Lusanda Dumke
- Born: 11 September 1996 East London, South Africa
- Died: 16 December 2025 (aged 29) East London, South Africa
- Height: 1.66 m (5 ft 5 in)
- Weight: 68 kg (150 lb)

Rugby union career
- Position: Flanker

Senior career
- Years: Team / Apps / (Points)
- –2023: Border Bulldogs
- 2023–2025: Bulls Daisies

International career
- Years: Team / Apps / (Points)
- 2018–2025: South Africa / 33 / (50)

= Lusanda Dumke =

South African rugby union player (1996–2025)
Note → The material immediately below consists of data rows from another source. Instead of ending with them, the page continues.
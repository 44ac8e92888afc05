use std::collections::BTreeSet;

use chrono::Utc;
use sea_orm::{ActiveValue, DatabaseTransaction, QueryFilter, TransactionTrait, prelude::*};
use serde::{Deserialize, Serialize};
use uuid::Uuid;

use crate::{
    EngineError, ResultEngine, Role, plan_stickers, plans, subscriptions, user_stickers, users,
};

use super::{Engine, normalize_required_name, with_tx};

/// Outcome of a plan redefinition.
///
/// The plan-definition write is the primary operation; subscriber counts
/// report how the secondary propagation went.
#[derive(Clone, Copy, Debug, PartialEq, Eq, Serialize, Deserialize)]
pub struct ReconciliationReport {
    pub affected_users: u64,
    pub failed_users: u64,
}

impl Engine {
    /// Insert-if-missing: a sticker the user already holds is neither
    /// duplicated nor an error.
    async fn upsert_user_sticker(
        &self,
        db: &DatabaseTransaction,
        user_id: &str,
        sticker_id: &str,
    ) -> ResultEngine<()> {
        let exists = user_stickers::Entity::find_by_id((user_id.to_string(), sticker_id.to_string()))
            .one(db)
            .await?
            .is_some();
        if !exists {
            let row = user_stickers::ActiveModel {
                user_id: ActiveValue::Set(user_id.to_string()),
                sticker_id: ActiveValue::Set(sticker_id.to_string()),
            };
            row.insert(db).await?;
        }
        Ok(())
    }

    /// Replaces a plan's sticker set and propagates the change to every
    /// subscriber (admin-only).
    ///
    /// The old definition is captured in the same transaction that replaces
    /// it; per subscriber, exactly the stickers in old \ new are removed and
    /// the new set is upserted. Stickers that were never part of the old
    /// definition (purely individual grants) are not removal candidates.
    /// Each subscriber reconciles in its own transaction: one failure is
    /// logged and counted, and never undoes the plan write or the other
    /// subscribers.
    pub async fn redefine_plan_stickers(
        &self,
        plan_id: Uuid,
        sticker_ids: &[String],
        user_id: &str,
    ) -> ResultEngine<ReconciliationReport> {
        let new_set: BTreeSet<String> = sticker_ids
            .iter()
            .map(|s| s.trim().to_string())
            .filter(|s| !s.is_empty())
            .collect();

        let (removed, subscribers) = with_tx!(self, |db_tx| {
            self.require_admin(&db_tx, user_id).await?;
            plans::Entity::find_by_id(plan_id.to_string())
                .one(&db_tx)
                .await?
                .ok_or_else(|| EngineError::KeyNotFound("plan not exists".to_string()))?;

            let old_rows = plan_stickers::Entity::find()
                .filter(plan_stickers::Column::PlanId.eq(plan_id.to_string()))
                .all(&db_tx)
                .await?;
            let old_set: BTreeSet<String> =
                old_rows.into_iter().map(|row| row.sticker_id).collect();

            // Wholesale replace: delete-all-then-insert.
            plan_stickers::Entity::delete_many()
                .filter(plan_stickers::Column::PlanId.eq(plan_id.to_string()))
                .exec(&db_tx)
                .await?;
            for sticker_id in &new_set {
                let row = plan_stickers::ActiveModel {
                    plan_id: ActiveValue::Set(plan_id.to_string()),
                    sticker_id: ActiveValue::Set(sticker_id.clone()),
                };
                row.insert(&db_tx).await?;
            }

            let subscribers: Vec<String> = subscriptions::Entity::find()
                .filter(subscriptions::Column::PlanId.eq(plan_id.to_string()))
                .all(&db_tx)
                .await?
                .into_iter()
                .map(|row| row.user_id)
                .collect();

            let removed: Vec<String> = old_set.difference(&new_set).cloned().collect();
            Ok((removed, subscribers))
        })?;

        let granted: Vec<String> = new_set.into_iter().collect();
        let mut affected_users = 0;
        let mut failed_users = 0;
        for subscriber in subscribers {
            match self
                .reconcile_user_stickers(&subscriber, &removed, &granted)
                .await
            {
                Ok(()) => affected_users += 1,
                Err(err) => {
                    failed_users += 1;
                    tracing::warn!(
                        user_id = %subscriber,
                        error = %err,
                        "sticker reconciliation failed for subscriber"
                    );
                }
            }
        }

        Ok(ReconciliationReport {
            affected_users,
            failed_users,
        })
    }

    /// One subscriber's reconciliation, scoped to its own transaction so
    /// concurrent runs degrade to last-write-wins per user.
    async fn reconcile_user_stickers(
        &self,
        user_id: &str,
        removed: &[String],
        granted: &[String],
    ) -> ResultEngine<()> {
        with_tx!(self, |db_tx| {
            if !removed.is_empty() {
                user_stickers::Entity::delete_many()
                    .filter(user_stickers::Column::UserId.eq(user_id.to_string()))
                    .filter(user_stickers::Column::StickerId.is_in(removed.iter().cloned()))
                    .exec(&db_tx)
                    .await?;
            }
            for sticker_id in granted {
                self.upsert_user_sticker(&db_tx, user_id, sticker_id).await?;
            }
            Ok(())
        })
    }

    /// Additive grant of a plan's stickers; nothing is removed.
    pub(super) async fn grant_plan_stickers(
        &self,
        plan_db_id: &str,
        user_id: &str,
    ) -> ResultEngine<()> {
        with_tx!(self, |db_tx| {
            let rows = plan_stickers::Entity::find()
                .filter(plan_stickers::Column::PlanId.eq(plan_db_id.to_string()))
                .all(&db_tx)
                .await?;
            for row in rows {
                self.upsert_user_sticker(&db_tx, user_id, &row.sticker_id)
                    .await?;
            }
            Ok(())
        })
    }

    pub(super) async fn grant_default_plan_stickers(&self, user_id: &str) -> ResultEngine<()> {
        let plan_db_id = with_tx!(self, |db_tx| {
            let plan = self
                .find_plan_by_name(&db_tx, crate::plans::DEFAULT_PLAN_NAME)
                .await?
                .ok_or_else(|| EngineError::KeyNotFound("plan not exists".to_string()))?;
            Ok(plan.id)
        })?;
        self.grant_plan_stickers(&plan_db_id, user_id).await
    }

    /// Moves a user onto a plan (upgrade or downgrade) and grants the new
    /// plan's stickers additively.
    ///
    /// Stickers from the previous plan are kept: only an admin redefinition
    /// ever removes plan-granted stickers.
    pub async fn change_subscription(&self, user_id: &str, plan_id: Uuid) -> ResultEngine<()> {
        with_tx!(self, |db_tx| {
            let user = self.require_user_by_id(&db_tx, user_id).await?;
            let plan = plans::Entity::find_by_id(plan_id.to_string())
                .one(&db_tx)
                .await?
                .ok_or_else(|| EngineError::KeyNotFound("plan not exists".to_string()))?;

            let subscription = subscriptions::ActiveModel {
                user_id: ActiveValue::Set(user.id.clone()),
                plan_id: ActiveValue::Set(plan.id.clone()),
                started_at: ActiveValue::Set(Utc::now()),
                ends_at: ActiveValue::Set(None),
            };
            // At most one subscription per user: upsert on the user_id key.
            match subscriptions::Entity::find_by_id(user.id.clone())
                .one(&db_tx)
                .await?
            {
                Some(_) => {
                    subscription.update(&db_tx).await?;
                }
                None => {
                    subscription.insert(&db_tx).await?;
                }
            }

            // Admins keep their role across plan changes.
            let current_role = Role::try_from(user.role.as_str()).unwrap_or_default();
            if !current_role.is_admin() {
                let mut active: users::ActiveModel = user.into();
                active.role =
                    ActiveValue::Set(Role::from_plan_name(&plan.name).as_str().to_string());
                active.update(&db_tx).await?;
            }
            Ok(())
        })?;

        // Secondary, best-effort: the subscription write stands even if the
        // sticker grant fails.
        if let Err(err) = self.grant_plan_stickers(&plan_id.to_string(), user_id).await {
            tracing::warn!(
                user_id = %user_id,
                error = %err,
                "failed to grant plan stickers after subscription change"
            );
        }
        Ok(())
    }

    /// Individually grants a sticker (admin-only).
    pub async fn grant_user_sticker(
        &self,
        target_user_id: &str,
        sticker_id: &str,
        user_id: &str,
    ) -> ResultEngine<()> {
        let sticker_id = normalize_required_name(sticker_id, "sticker id")?;
        with_tx!(self, |db_tx| {
            self.require_admin(&db_tx, user_id).await?;
            self.require_user_by_id(&db_tx, target_user_id).await?;
            self.upsert_user_sticker(&db_tx, target_user_id, &sticker_id)
                .await?;
            Ok(())
        })
    }

    /// Removes a grant (admin-only). If the user's plan still lists the
    /// sticker it stays effective through the read-time union.
    pub async fn revoke_user_sticker(
        &self,
        target_user_id: &str,
        sticker_id: &str,
        user_id: &str,
    ) -> ResultEngine<()> {
        with_tx!(self, |db_tx| {
            self.require_admin(&db_tx, user_id).await?;
            self.require_user_by_id(&db_tx, target_user_id).await?;
            user_stickers::Entity::delete_by_id((
                target_user_id.to_string(),
                sticker_id.to_string(),
            ))
            .exec(&db_tx)
            .await?;
            Ok(())
        })
    }
}
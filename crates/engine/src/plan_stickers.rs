//! Stickers granted to every subscriber of a plan.

use sea_orm::entity::prelude::*;

#[derive(Clone, Debug, PartialEq, DeriveEntityModel, Eq)]
#[sea_orm(table_name = "plan_stickers")]
pub struct Model {
    #[sea_orm(primary_key, auto_increment = false)]
    pub plan_id: String,
    #[sea_orm(primary_key, auto_increment = false)]
    pub sticker_id: String,
}

#[derive(Copy, Clone, Debug, EnumIter, DeriveRelation)]
pub enum Relation {
    #[sea_orm(
        belongs_to = "super::plans::Entity",
        from = "Column::PlanId",
        to = "super::plans::Column::Id",
        on_update = "NoAction",
        on_delete = "Cascade"
    )]
    Plans,
}

impl Related<super::plans::Entity> for Entity {
    fn to() -> RelationDef {
        Relation::Plans.def()
    }
}

impl ActiveModelBehavior for ActiveModel {}
use std::{error::Error, io::Write};

use clap::{Args, Parser, Subcommand};
use crossterm::{
    cursor,
    event::{self, Event, KeyCode, KeyEvent, KeyModifiers},
    execute,
    style::Print,
    terminal,
    terminal::ClearType,
};
use engine::{Engine, Role};
use migration::MigratorTrait;
use sea_orm::{ColumnTrait, Database, DatabaseConnection, EntityTrait, QueryFilter};

#[derive(Parser, Debug)]
#[command(name = "murale_admin")]
#[command(about = "Admin utilities for murale (bootstrap users/plans/stickers)")]
struct Cli {
    /// Database connection string (also read from `DATABASE_URL`).
    #[arg(
        long,
        env = "DATABASE_URL",
        default_value = "sqlite:./murale.db?mode=rwc"
    )]
    database_url: String,

    #[command(subcommand)]
    command: Command,
}

#[derive(Subcommand, Debug)]
enum Command {
    User(User),
    Plan(Plan),
    Sticker(Sticker),
}

#[derive(Args, Debug)]
struct User {
    #[command(subcommand)]
    command: UserCommand,
}

#[derive(Subcommand, Debug)]
enum UserCommand {
    /// Create a verified admin account (password prompted).
    CreateAdmin(UserCreateArgs),
}

#[derive(Args, Debug)]
struct UserCreateArgs {
    #[arg(long)]
    username: String,
    #[arg(long)]
    email: String,
}

#[derive(Args, Debug)]
struct Plan {
    #[command(subcommand)]
    command: PlanCommand,
}

#[derive(Subcommand, Debug)]
enum PlanCommand {
    Create(PlanCreateArgs),
    /// Replace a plan's sticker set and reconcile all subscribers.
    SetStickers(PlanSetStickersArgs),
}

#[derive(Args, Debug)]
struct PlanCreateArgs {
    /// Acting admin username.
    #[arg(long)]
    admin: String,
    #[arg(long)]
    name: String,
    #[arg(long, default_value_t = 0)]
    price_cents: i64,
    #[arg(long, default_value_t = 0)]
    display_order: i32,
}

#[derive(Args, Debug)]
struct PlanSetStickersArgs {
    /// Acting admin username.
    #[arg(long)]
    admin: String,
    /// Plan name (case-insensitive).
    #[arg(long)]
    plan: String,
    /// Comma-separated sticker ids; empty clears the set.
    #[arg(long, value_delimiter = ',')]
    stickers: Vec<String>,
}

#[derive(Args, Debug)]
struct Sticker {
    #[command(subcommand)]
    command: StickerCommand,
}

#[derive(Subcommand, Debug)]
enum StickerCommand {
    /// Grant an individual sticker to a user.
    Grant(StickerGrantArgs),
}

#[derive(Args, Debug)]
struct StickerGrantArgs {
    /// Acting admin username.
    #[arg(long)]
    admin: String,
    #[arg(long)]
    username: String,
    #[arg(long)]
    sticker: String,
}

struct RawModeGuard;

impl RawModeGuard {
    fn enter() -> Result<Self, Box<dyn Error + Send + Sync>> {
        terminal::enable_raw_mode()?;
        Ok(Self)
    }
}

impl Drop for RawModeGuard {
    fn drop(&mut self) {
        let _ = terminal::disable_raw_mode();
    }
}

fn prompt_password(prompt: &str) -> Result<String, Box<dyn Error + Send + Sync>> {
    let _raw = RawModeGuard::enter()?;

    let mut out = std::io::stderr();
    execute!(
        out,
        cursor::MoveToColumn(0),
        terminal::Clear(ClearType::CurrentLine),
        Print(prompt)
    )?;
    out.flush()?;

    let mut buf = String::new();
    loop {
        let Event::Key(KeyEvent {
            code, modifiers, ..
        }) = event::read()?
        else {
            continue;
        };

        match code {
            KeyCode::Enter => {
                execute!(out, Print("\r\n"))?;
                out.flush()?;
                break;
            }
            KeyCode::Backspace => {
                if buf.pop().is_some() {
                    execute!(out, cursor::MoveLeft(1), Print(" "), cursor::MoveLeft(1))?;
                    out.flush()?;
                }
            }
            KeyCode::Char('c') if modifiers.contains(KeyModifiers::CONTROL) => {
                execute!(out, Print("\r\n"))?;
                out.flush()?;
                return Err("interrupted".into());
            }
            KeyCode::Char(ch) if !modifiers.contains(KeyModifiers::CONTROL) => {
                buf.push(ch);
                execute!(out, Print("*"))?;
                out.flush()?;
            }
            _ => {}
        }
    }

    Ok(buf)
}

fn prompt_password_twice() -> Result<String, Box<dyn Error + Send + Sync>> {
    let mut out = std::io::stderr();
    for _ in 0..3 {
        let p1 = prompt_password("Password: ")?;
        if p1.is_empty() {
            execute!(
                out,
                cursor::MoveToColumn(0),
                terminal::Clear(ClearType::CurrentLine),
                Print("Password must not be empty.\r\n")
            )?;
            continue;
        }

        let p2 = prompt_password("Confirm password: ")?;
        if p1 == p2 {
            return Ok(p1);
        }

        execute!(
            out,
            cursor::MoveToColumn(0),
            terminal::Clear(ClearType::CurrentLine),
            Print("Passwords do not match. Try again.\r\n")
        )?;
    }

    Err("too many attempts".into())
}

async fn connect_db(
    database_url: &str,
) -> Result<DatabaseConnection, Box<dyn Error + Send + Sync>> {
    let db = Database::connect(database_url).await?;
    migration::Migrator::up(&db, None).await?;
    Ok(db)
}

async fn require_user_id(
    db: &DatabaseConnection,
    username: &str,
) -> Result<String, Box<dyn Error + Send + Sync>> {
    let user = engine::users::Entity::find()
        .filter(engine::users::Column::Username.eq(username.to_string()))
        .one(db)
        .await?;
    match user {
        Some(user) => Ok(user.id),
        None => Err(format!("user not found: {username}").into()),
    }
}

async fn require_plan_id(
    engine: &Engine,
    name: &str,
) -> Result<uuid::Uuid, Box<dyn Error + Send + Sync>> {
    let plans = engine.list_plans().await?;
    plans
        .into_iter()
        .find(|plan| plan.name.eq_ignore_ascii_case(name))
        .map(|plan| plan.id)
        .ok_or_else(|| format!("plan not found: {name}").into())
}

#[tokio::main]
async fn main() -> Result<(), Box<dyn Error + Send + Sync>> {
    let cli = Cli::parse();

    let db = connect_db(&cli.database_url).await?;
    let engine = Engine::builder().database(db.clone()).build().await?;

    match cli.command {
        Command::User(User {
            command: UserCommand::CreateAdmin(args),
        }) => {
            let password = prompt_password_twice()?;
            let user = engine
                .create_verified_user(&args.username, &args.email, &password, Role::Admin)
                .await?;
            println!("created admin user: {} ({})", user.username, user.id);
        }
        Command::Plan(Plan {
            command: PlanCommand::Create(args),
        }) => {
            let admin_id = require_user_id(&db, &args.admin).await?;
            let plan_id = engine
                .create_plan(&args.name, args.price_cents, args.display_order, &admin_id)
                .await?;
            println!("created plan: {} ({plan_id})", args.name);
        }
        Command::Plan(Plan {
            command: PlanCommand::SetStickers(args),
        }) => {
            let admin_id = require_user_id(&db, &args.admin).await?;
            let plan_id = require_plan_id(&engine, &args.plan).await?;
            let report = engine
                .redefine_plan_stickers(plan_id, &args.stickers, &admin_id)
                .await?;
            println!(
                "plan {} updated: {} subscribers reconciled, {} failed",
                args.plan, report.affected_users, report.failed_users
            );
        }
        Command::Sticker(Sticker {
            command: StickerCommand::Grant(args),
        }) => {
            let admin_id = require_user_id(&db, &args.admin).await?;
            let target_id = require_user_id(&db, &args.username).await?;
            engine
                .grant_user_sticker(&target_id, &args.sticker, &admin_id)
                .await?;
            println!("granted sticker {} to {}", args.sticker, args.username);
        }
    }

    Ok(())
}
Lusanda Dumke (11 September 1996 – 16 December 2025) was a South African professional rugby union player who played as a flanker.

==Biography==
Lusanda Dumke was born on 11 September 1996.

In 2022, she played for the Border Bulldogs. She had only two caps for South Africa when she was selected in September 2022 to play in the World Cup in New Zealand.

She retired from her international career due to health concerns. Dumke died of a rare form of stomach cancer in East London, on 16 December 2025, aged 29.

President Cyril Ramaphosa has given his full approval for a special provincial funeral in her honour. The funeral will take place on 28 December 2025 beginning with a private family service, followed by a public ceremony in KwaCentane, Eastern Cape.